//! Read phase: snapshot a source tree into memory.
//!
//! Every build starts by reading each root into a [`SourceDir`] tree. After
//! this point nothing touches the filesystem until the flush pass, so the
//! builders are pure functions of the snapshot and easy to test.
//!
//! ## What a Snapshot Holds
//!
//! ```text
//! Stills/Cats/
//! ├── .order          → SourceDir::order       (parsed, default when absent)
//! ├── .cover          → SourceDir::cover_ref   (first non-blank line)
//! ├── .c.jpg            (dot-named: never visible, not listed)
//! ├── a.jpg           → SourceDir::files       (sorted by name)
//! ├── hero.jpg.cover  → SourceDir::files
//! └── Kittens/        → SourceDir::dirs        (recursively)
//! ```
//!
//! Hidden-by-order filtering is *not* applied here; the snapshot records
//! what is on disk and the builders decide what is visible.
//!
//! ## Failure Containment
//!
//! Only the root itself must be readable. A subfolder that cannot be listed
//! is logged and snapshotted as empty with `unreadable` set, so siblings and
//! the parent still build and nothing is written into it. An unreadable
//! `.order` is logged and treated as absent.
//!
//! Directory symlinks are followed, except one that resolves to a folder
//! already open on the current branch; that would recurse forever.

use crate::directives::OrderFile;
use crate::naming::{COVER_REFERENCE_FILE, ORDER_FILE, is_hidden_name};
use std::fs;
use std::io;
use std::path::{Path, PathBuf};
use thiserror::Error;

#[derive(Error, Debug)]
pub enum ScanError {
    #[error("IO error: {0}")]
    Io(#[from] std::io::Error),
    #[error("Root directory not found: {0}")]
    MissingRoot(PathBuf),
    #[error("Root is not a directory: {0}")]
    NotADirectory(PathBuf),
}

/// In-memory snapshot of one directory.
#[derive(Debug, Clone, Default, PartialEq, Eq)]
pub struct SourceDir {
    /// Absolute (or root-joined) directory path.
    pub path: PathBuf,
    /// Raw directory name as found on disk.
    pub name: String,
    /// Non-dot file names, sorted.
    pub files: Vec<String>,
    /// Non-dot subdirectories, sorted by name.
    pub dirs: Vec<SourceDir>,
    /// Parsed `.order`, or the default when absent/unreadable.
    pub order: OrderFile,
    /// First non-blank line of `.cover`, trimmed.
    pub cover_ref: Option<String>,
    /// The directory could not be listed; its snapshot is empty.
    pub unreadable: bool,
}

impl SourceDir {
    /// An empty snapshot for a directory that could not be read.
    pub fn empty(path: &Path) -> Self {
        Self {
            path: path.to_path_buf(),
            name: dir_name(path),
            ..Self::default()
        }
    }

    /// An empty snapshot marked as unreadable.
    pub fn unreadable(path: &Path) -> Self {
        Self {
            unreadable: true,
            ..Self::empty(path)
        }
    }
}

/// What to read below the root.
#[derive(Debug, Clone, Default)]
pub struct ScanOptions {
    /// Exact directory paths never descended into (e.g. the covers directory).
    pub skip_paths: Vec<PathBuf>,
    /// Levels of subdirectories to descend into; `None` is unlimited.
    pub max_depth: Option<usize>,
}

/// Snapshot a root directory.
///
/// Errors only when the root itself is missing or unreadable.
pub fn scan_tree(root: &Path, options: &ScanOptions) -> Result<SourceDir, ScanError> {
    if !root.exists() {
        return Err(ScanError::MissingRoot(root.to_path_buf()));
    }
    if !root.is_dir() {
        return Err(ScanError::NotADirectory(root.to_path_buf()));
    }
    let entries = list_dir(root)?;
    let mut branch = vec![canonical(root)];
    Ok(snapshot(root, entries, options, 0, &mut branch))
}

fn dir_name(path: &Path) -> String {
    path.file_name()
        .map(|n| n.to_string_lossy().to_string())
        .unwrap_or_default()
}

struct Listing {
    files: Vec<String>,
    dirs: Vec<String>,
}

/// List one directory, separating files from subdirectories.
///
/// Dot-named entries are dropped; symlinks are followed.
fn list_dir(path: &Path) -> io::Result<Listing> {
    let mut files = Vec::new();
    let mut dirs = Vec::new();
    for entry in fs::read_dir(path)? {
        let entry = entry?;
        let name = entry.file_name().to_string_lossy().to_string();
        if is_hidden_name(&name) {
            continue;
        }
        if entry.path().is_dir() {
            dirs.push(name);
        } else {
            files.push(name);
        }
    }
    files.sort();
    dirs.sort();
    Ok(Listing { files, dirs })
}

fn canonical(path: &Path) -> PathBuf {
    fs::canonicalize(path).unwrap_or_else(|_| path.to_path_buf())
}

/// Snapshot `path` and its subfolders.
///
/// `branch` holds the canonical paths of `path` and its ancestors.
fn snapshot(
    path: &Path,
    listing: Listing,
    options: &ScanOptions,
    depth: usize,
    branch: &mut Vec<PathBuf>,
) -> SourceDir {
    let descend = options.max_depth.is_none_or(|max| depth < max);

    let mut dirs = Vec::new();
    if descend {
        for name in &listing.dirs {
            let child = path.join(name);
            if options.skip_paths.contains(&child) {
                continue;
            }
            let resolved = canonical(&child);
            if branch.contains(&resolved) {
                log::warn!(
                    "skipping {}: links back to {}",
                    child.display(),
                    resolved.display()
                );
                continue;
            }
            branch.push(resolved);
            let snap = match list_dir(&child) {
                Ok(entries) => snapshot(&child, entries, options, depth + 1, branch),
                Err(e) => {
                    log::warn!("cannot read {}, treating as empty: {e}", child.display());
                    SourceDir::unreadable(&child)
                }
            };
            branch.pop();
            dirs.push(snap);
        }
    }

    SourceDir {
        path: path.to_path_buf(),
        name: dir_name(path),
        files: listing.files,
        dirs,
        order: read_order_file(path),
        cover_ref: read_cover_reference(path),
        unreadable: false,
    }
}

/// Read an optional text file; absence is `None`, other failures are logged.
fn read_optional(path: &Path) -> Option<String> {
    match fs::read_to_string(path) {
        Ok(text) => Some(text),
        Err(e) if e.kind() == io::ErrorKind::NotFound => None,
        Err(e) => {
            log::warn!("ignoring unreadable {}: {e}", path.display());
            None
        }
    }
}

/// Parse `<dir>/.order`, defaulting when it is missing or unreadable.
pub fn read_order_file(dir: &Path) -> OrderFile {
    let path = dir.join(ORDER_FILE);
    if !path.is_file() {
        return OrderFile::default();
    }
    read_optional(&path)
        .map(|text| OrderFile::parse(&text))
        .unwrap_or_default()
}

/// First non-blank line of `<dir>/.cover`.
pub fn read_cover_reference(dir: &Path) -> Option<String> {
    let path = dir.join(COVER_REFERENCE_FILE);
    if !path.is_file() {
        return None;
    }
    read_optional(&path)?
        .lines()
        .map(str::trim)
        .find(|l| !l.is_empty())
        .map(str::to_string)
}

------

WHAT IS REQUIRED
A complete, exact copy of the material is required.

ANSWER TO THIS PROBLEM
//! Read phase: snapshot a source tree into memory.
//!
//! Every build starts by reading each root into a [`SourceDir`] tree. After
//! this point nothing touches the filesystem until the flush pass, so the
//! builders are pure functions of the snapshot and easy to test.
//!
//! ## What a Snapshot Holds
//!
//! ```text
//! Stills/Cats/
//! ├── .order          → SourceDir::order       (parsed, default when absent)
//! ├── .cover          → SourceDir::cover_ref   (first non-blank line)
//! ├── .c.jpg            (dot-named: never visible, not listed)
//! ├── a.jpg           → SourceDir::files       (sorted by name)
//! ├── hero.jpg.cover  → SourceDir::files
//! └── Kittens/        → SourceDir::dirs        (recursively)
//! ```
//!
//! Hidden-by-order filtering is *not* applied here; the snapshot records
//! what is on disk and the builders decide what is visible.
//!
//! ## Failure Containment
//!
//! Only the root itself must be readable. A subfolder that cannot be listed
//! is logged and snapshotted as empty with `unreadable` set, so siblings and
//! the parent still build and nothing is written into it. An unreadable
//! `.order` is logged and treated as absent.
//!
//! Directory symlinks are followed, except one that resolves to a folder
//! already open on the current branch; that would recurse forever.

use crate::directives::OrderFile;
use crate::naming::{COVER_REFERENCE_FILE, ORDER_FILE, is_hidden_name};
use std::fs;
use std::io;
use std::path::{Path, PathBuf};
use thiserror::Error;

#[derive(Error, Debug)]
pub enum ScanError {
    #[error("IO error: {0}")]
    Io(#[from] std::io::Error),
    #[error("Root directory not found: {0}")]
    MissingRoot(PathBuf),
    #[error("Root is not a directory: {0}")]
    NotADirectory(PathBuf),
}

/// In-memory snapshot of one directory.
#[derive(Debug, Clone, Default, PartialEq, Eq)]
pub struct SourceDir {
    /// Absolute (or root-joined) directory path.
    pub path: PathBuf,
    /// Raw directory name as found on disk.
    pub name: String,
    /// Non-dot file names, sorted.
    pub files: Vec<String>,
    /// Non-dot subdirectories, sorted by name.
    pub dirs: Vec<SourceDir>,
    /// Parsed `.order`, or the default when absent/unreadable.
    pub order: OrderFile,
    /// First non-blank line of `.cover`, trimmed.
    pub cover_ref: Option<String>,
    /// The directory could not be listed; its snapshot is empty.
    pub unreadable: bool,
}

impl SourceDir {
    /// An empty snapshot for a directory that could not be read.
    pub fn empty(path: &Path) -> Self {
        Self {
            path: path.to_path_buf(),
            name: dir_name(path),
            ..Self::default()
        }
    }

    /// An empty snapshot marked as unreadable.
    pub fn unreadable(path: &Path) -> Self {
        Self {
            unreadable: true,
            ..Self::empty(path)
        }
    }
}

/// What to read below the root.
#[derive(Debug, Clone, Default)]
pub struct ScanOptions {
    /// Exact directory paths never descended into (e.g. the covers directory).
    pub skip_paths: Vec<PathBuf>,
    /// Levels of subdirectories to descend into; `None` is unlimited.
    pub max_depth: Option<usize>,
}

/// Snapshot a root directory.
///
/// Errors only when the root itself is missing or unreadable.
pub fn scan_tree(root: &Path, options: &ScanOptions) -> Result<SourceDir, ScanError> {
    if !root.exists() {
        return Err(ScanError::MissingRoot(root.to_path_buf()));
    }
    if !root.is_dir() {
        return Err(ScanError::NotADirectory(root.to_path_buf()));
    }
    let entries = list_dir(root)?;
    let mut branch = vec![canonical(root)];
    Ok(snapshot(root, entries, options, 0, &mut branch))
}

fn dir_name(path: &Path) -> String {
    path.file_name()
        .map(|n| n.to_string_lossy().to_string())
        .unwrap_or_default()
}

struct Listing {
    files: Vec<String>,
    dirs: Vec<String>,
}

/// List one directory, separating files from subdirectories.
///
/// Dot-named entries are dropped; symlinks are followed.
fn list_dir(path: &Path) -> io::Result<Listing> {
    let mut files = Vec::new();
    let mut dirs = Vec::new();
    for entry in fs::read_dir(path)? {
        let entry = entry?;
        let name = entry.file_name().to_string_lossy().to_string();
        if is_hidden_name(&name) {
            continue;
        }
        if entry.path().is_dir() {
            dirs.push(name);
        } else {
            files.push(name);
        }
    }
    files.sort();
    dirs.sort();
    Ok(Listing { files, dirs })
}

fn canonical(path: &Path) -> PathBuf {
    fs::canonicalize(path).unwrap_or_else(|_| path.to_path_buf())
}

/// Snapshot `path` and its subfolders.
///
/// `branch` holds the canonical paths of `path` and its ancestors.
fn snapshot(
    path: &Path,
    listing: Listing,
    options: &ScanOptions,
    depth: usize,
    branch: &mut Vec<PathBuf>,
) -> SourceDir {
    let descend = options.max_depth.is_none_or(|max| depth < max);

    let mut dirs = Vec::new();
    if descend {
        for name in &listing.dirs {
            let child = path.join(name);
            if options.skip_paths.contains(&child) {
                continue;
            }
            let resolved = canonical(&child);
            if branch.contains(&resolved) {
                log::warn!(
                    "skipping {}: links back to {}",
                    child.display(),
                    resolved.display()
                );
                continue;
            }
            branch.push(resolved);
            let snap = match list_dir(&child) {
                Ok(entries) => snapshot(&child, entries, options, depth + 1, branch),
                Err(e) => {
                    log::warn!("cannot read {}, treating as empty: {e}", child.display());
                    SourceDir::unreadable(&child)
                }
            };
            branch.pop();
            dirs.push(snap);
        }
    }

    SourceDir {
        path: path.to_path_buf(),
        name: dir_name(path),
        files: listing.files,
        dirs,
        order: read_order_file(path),
        cover_ref: read_cover_reference(path),
        unreadable: false,
    }
}

/// Read an optional text file; absence is `None`, other failures are logged.
fn read_optional(path: &Path) -> Option<String> {
    match fs::read_to_string(path) {
        Ok(text) => Some(text),
        Err(e) if e.kind() == io::ErrorKind::NotFound => None,
        Err(e) => {
            log::warn!("ignoring unreadable {}: {e}", path.display());
            None
        }
    }
}

/// Parse `<dir>/.order`, defaulting when it is missing or unreadable.
pub fn read_order_file(dir: &Path) -> OrderFile {
    let path = dir.join(ORDER_FILE);
    if !path.is_file() {
        return OrderFile::default();
    }
    read_optional(&path)
        .map(|text| OrderFile::parse(&text))
        .unwrap_or_default()
}

/// First non-blank line of `<dir>/.cover`.
pub fn read_cover_reference(dir: &Path) -> Option<String> {
    let path = dir.join(COVER_REFERENCE_FILE);
    if !path.is_file() {
        return None;
    }
    read_optional(&path)?
        .lines()
        .map(str::trim)
        .find(|l| !l.is_empty())
        .map(str::to_string)
}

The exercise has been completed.